Voss came into the nonprofit at a very interesting time with the COVID-19 pandemic. He not only had to learn to steer this organization, but steer it through the storm.

“There were so many different things to think about and apply between masks, safety protocols, social distancing, sanitization and everything else, but we did it and we honestly haven’t had much of a problem at all with the virus,” Voss said. “I’m very thankful for the staff in that regard.”

Voss foresees a new sports complex and new school-related buildings in the ranch’s future, he said. Ground already has been broken on a new sports complex dedicated to a child and friend of the ranch that recently passed away. It will be known as Cole’s Courts, and Voss said naming the complex in Cole’s honor is a great way to memorialize him forever.

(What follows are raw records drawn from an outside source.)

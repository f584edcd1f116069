pub mod account;
pub mod memory;

pub use account::PostgresAccountDirectory;
pub use memory::InMemoryAccountDirectory;
pub mod memory_invitation;
pub mod redis_invitation;

pub use memory_invitation::InMemoryInvitationTokenStore;
pub use redis_invitation::RedisInvitationTokenStore;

“We want to build more homes on the ranch as well, but in order to do that, we need to expand our school because it’s at capacity,” Voss said. “We’re going to launch a more aggressive campaign to raise funds soon and get an add-on to the school builds and we hope to start construction on that project by the end of 2021.”

Voss said the ranch also wants to be more aggressive about vocational training too due to the number of those staying at the ranch who need ways to transition from ranch life when they turn 18. The ranch is also always working on community partnerships because those are the heartbeat of what keeps the ranch going, Voss said.

“We wouldn’t be able to do what we do without the support of the community and the people that work here,” Voss said. “We have a great group of people that work at Seamark that are dedicated professionals who want to do what’s best for the kids in our care.

“I can’t say enough good things about the people that work here. Seamark is what it is because of them.”